Thursday, March 1, 2007

Carona’s take on toll road hearing

Austin Statesman

While the public hearing on toll roads droned on inside the Capital Extension auditorium around noon, the man responsible for today’s show took a few minutes to share what he sees as the big picture with reporters outside.

“The real focus has to be on public-private parterships” for toll roads, said state Sen. John Carona, R-Dallas, chairman of the Senate Transportation and Homeland Security Committee. “The Trans-Texas Corridor will take care of itself eventually. In fact, there’s a high probability they’re only one gubernatorial election from being abolished.”

The more insidious public policy issue, from Carona’s point of view, is the Texas Department of Transportation’s burgeoning use of so-called “comprehensive development agreements” where it contracts with private companies to build, operate and collect the profits from toll roads. That’s the approach being used on the proposed Trans-Texas Corridor, a network of cross-state toll roads promoted by Gov. Rick Perry.

But the department is also beginning to use such agreements for purely urban roads, agreeing this week with Spanish company Cintra for Cintra and its partners to take over the existing Texas 121 toll road north of Dallas and extend it. Under the company’s winning bid, it would pay the state $2.1 billion up-front and at least another $800 million over 50 years for the right to run the 26-mile road.

That bonanza, and others like it, will allow the state to build more highway projects faster. But it will also, Carona said, saddle drivers with the highest possible tolls for decades to come. Carona wants the Transportation Department to voluntarily pull back on such agreements, and he supports a bill he said that will soon be filed to put a moratorium on private road agreements with the state.

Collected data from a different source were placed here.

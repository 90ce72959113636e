//! Local [`ObjectStore`] backends: a directory on disk and an in-memory map.

use std::collections::HashMap;
use std::path::{Component, Path, PathBuf};
use std::sync::RwLock;

use anyhow::{anyhow, bail, Context, Result};
use async_trait::async_trait;

use super::ObjectStore;

/// Objects stored as files under `root`; the location is the relative key.
pub struct FsObjectStore {
    root: PathBuf,
}

impl FsObjectStore {
    pub fn new(root: impl Into<PathBuf>) -> Self {
        Self { root: root.into() }
    }

    fn resolve(&self, key: &str) -> Result<PathBuf> {
        let rel = Path::new(key);
        if key.is_empty() || !rel.components().all(|c| matches!(c, Component::Normal(_))) {
            bail!("invalid object key '{}'", key);
        }
        Ok(self.root.join(rel))
    }
}

#[async_trait]
impl ObjectStore for FsObjectStore {
    async fn put(&self, key: &str, bytes: &[u8]) -> Result<String> {
        let path = self.resolve(key)?;
        if let Some(parent) = path.parent() {
            tokio::fs::create_dir_all(parent)
                .await
                .with_context(|| format!("failed to create {}", parent.display()))?;
        }
        tokio::fs::write(&path, bytes)
            .await
            .with_context(|| format!("failed to write {}", path.display()))?;
        Ok(key.to_string())
    }

    async fn get(&self, location: &str) -> Result<Vec<u8>> {
        let path = self.resolve(location)?;
        tokio::fs::read(&path)
            .await
            .with_context(|| format!("failed to read {}", path.display()))
    }

    async fn delete(&self, location: &str) -> Result<()> {
        let path = self.resolve(location)?;
        match tokio::fs::remove_file(&path).await {
            Ok(()) => Ok(()),
            Err(e) if e.kind() == std::io::ErrorKind::NotFound => Ok(()),
            Err(e) => Err(e).with_context(|| format!("failed to delete {}", path.display())),
        }
    }
}

#[derive(Default)]
pub struct MemoryObjectStore {
    objects: RwLock<HashMap<String, Vec<u8>>>,
}

impl MemoryObjectStore {
    pub fn new() -> Self {
        Self::default()
    }

    pub fn contains(&self, location: &str) -> bool {
        self.objects
            .read()
            .map(|o| o.contains_key(location))
            .unwrap_or(false)
    }
}

#[async_trait]
impl ObjectStore for MemoryObjectStore {
    async fn put(&self, key: &str, bytes: &[u8]) -> Result<String> {
        let mut objects = self
            .objects
            .write()
            .map_err(|_| anyhow!("object map lock poisoned"))?;
        objects.insert(key.to_string(), bytes.to_vec());
        Ok(key.to_string())
    }

    async fn get(&self, location: &str) -> Result<Vec<u8>> {
        let objects = self
            .objects
            .read()
            .map_err(|_| anyhow!("object map lock poisoned"))?;
        objects
            .get(location)
            .cloned()
            .ok_or_else(|| anyhow!("object '{}' not found", location))
    }

    async fn delete(&self, location: &str) -> Result<()> {
        let mut objects = self
            .objects
            .write()
            .map_err(|_| anyhow!("object map lock poisoned"))?;
        objects.remove(location);
        Ok(())
    }
}
//! Wallet Command
//!
//! Resolve wallet configuration from command-line arguments.
//!
//! Usage:
//!   openconfig wallet [-f yaml|json|toml] [--strict] [--explicit] -- ARGS
//!   openconfig wallet --usage

use clap::Command;

use crate::cli::args::parse_config;
use crate::config::{ConfigTree, OutputFormat};
use crate::types::Result;
use crate::wallet::{self, WalletOverrides, WalletSettings};

/// Options for `openconfig wallet`
#[derive(Debug, Clone, Default)]
pub struct WalletCommandOptions {
    /// Raw wallet arguments (`--wallet.name alice ...`)
    pub args: Vec<String>,
    pub strict: bool,
    pub format: OutputFormat,
    /// Also print the explicit-set map
    pub show_explicit: bool,
}

/// Parse, fill defaults, validate and print the wallet configuration
pub fn run(options: WalletCommandOptions) -> Result<()> {
    let mut defaults = ConfigTree::new();
    wallet::add_defaults(&mut defaults)?;

    let command = wallet::add_args(Command::new("openconfig-wallet"), None, &mut defaults);
    let mut config = parse_config(command, options.strict, options.args)?;
    config.apply_defaults(&defaults);

    let resolved = WalletSettings::resolve(Some(&config), &WalletOverrides::default(), &defaults)?;
    print!("{}", resolved.config.render(options.format)?);

    if options.show_explicit {
        println!();
        println!("# Explicitly set:");
        for (path, explicit) in config.explicit().iter() {
            println!("#   {}: {}", path, explicit);
        }
    }
    Ok(())
}

/// Print usage for the wallet arguments
pub fn usage() -> Result<()> {
    let mut defaults = ConfigTree::new();
    wallet::add_defaults(&mut defaults)?;
    println!("{}", wallet::help(&defaults));
    Ok(())
}
//! Explicit-Set Tracking
//!
//! Shadow map recording, per dotted path, whether the value currently in a
//! tree was supplied by the user or filled from a default.

use indexmap::IndexMap;

/// Dotted path -> "explicitly set by the user" flags
#[derive(Debug, Clone, Default, PartialEq, Eq)]
pub struct ExplicitSet {
    flags: IndexMap<String, bool>,
}

impl ExplicitSet {
    pub fn new() -> Self {
        Self::default()
    }

    /// Record a flag for a path, replacing any earlier entry
    pub fn mark(&mut self, path: impl Into<String>, explicit: bool) {
        self.flags.insert(path.into(), explicit);
    }

    /// Recorded flag, `None` if the path was never tracked
    pub fn get(&self, path: &str) -> Option<bool> {
        self.flags.get(path).copied()
    }

    /// `true` only when the path is tracked and was explicitly set
    pub fn is_set(&self, path: &str) -> bool {
        self.get(path).unwrap_or(false)
    }

    pub fn contains(&self, path: &str) -> bool {
        self.flags.contains_key(path)
    }

    pub fn len(&self) -> usize {
        self.flags.len()
    }

    pub fn is_empty(&self) -> bool {
        self.flags.is_empty()
    }

    pub fn iter(&self) -> impl Iterator<Item = (&str, bool)> {
        self.flags.iter().map(|(path, flag)| (path.as_str(), *flag))
    }

    /// Paths the user set explicitly, in recording order
    pub fn explicit_paths(&self) -> impl Iterator<Item = &str> {
        self.iter().filter(|(_, flag)| *flag).map(|(path, _)| path)
    }

    /// Fold a later layer's flags into this one.
    ///
    /// Where both sides track a path, `other` wins.
    pub fn reconcile(&mut self, other: &ExplicitSet) {
        for (path, flag) in other.iter() {
            self.mark(path, flag);
        }
    }
}

impl<K: Into<String>> FromIterator<(K, bool)> for ExplicitSet {
    fn from_iter<I: IntoIterator<Item = (K, bool)>>(iter: I) -> Self {
        let mut set = Self::new();
        set.extend(iter);
        set
    }
}

impl<K: Into<String>> Extend<(K, bool)> for ExplicitSet {
    fn extend<I: IntoIterator<Item = (K, bool)>>(&mut self, iter: I) {
        for (path, flag) in iter {
            self.mark(path, flag);
        }
    }
}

Beyond all that, Carona believes the Legislature was wrong to give the Transportation Department as much license as it has to build toll roads and use excess money from those roads for other transportation projects.

“Is a toll a toll, or is it to be allowed to be a tax?” Carona said. “Today’s tolls are just disguised taxes.”

Carona said he and his fellow legislators over his 19 years in the Legislature put the Transportation Department in a bad position by declining to raise the state gas tax, creating a transportation funding shortfall that now runs to the tens of billions.

“Everyone of us, myself included, are to blame,” Carona said. “But when you make a mistake, in politics just as in life, the best thing to do is correct it. It’s incumbent on us to change bad law.”

The bad law, in Carona’s view, are two massive transportation bills passed by the Legislature in 2003 and 2005. That 2003 bill, among many other things, authorized the Trans-Texas Corridor and expanded what could be done with public-private partnerships on roads.

Will any of this — raising the gas tax, limiting private road deals — happen this session? Carona is pessimistic, given that House Transportation Committee chairman Rep. Mike Krusee, R-Williamson County, and Perry are fully supportive of what the Transportation Department has been doing.

“I believe the majority of the House and a majority of the Senate, if given the chance, would vote to substantially curtail the power of the Department of Transportation,” Carona said. “The people of Texas, the people who hired us, want change. …Whether we can make these changes this session remains to be seen.”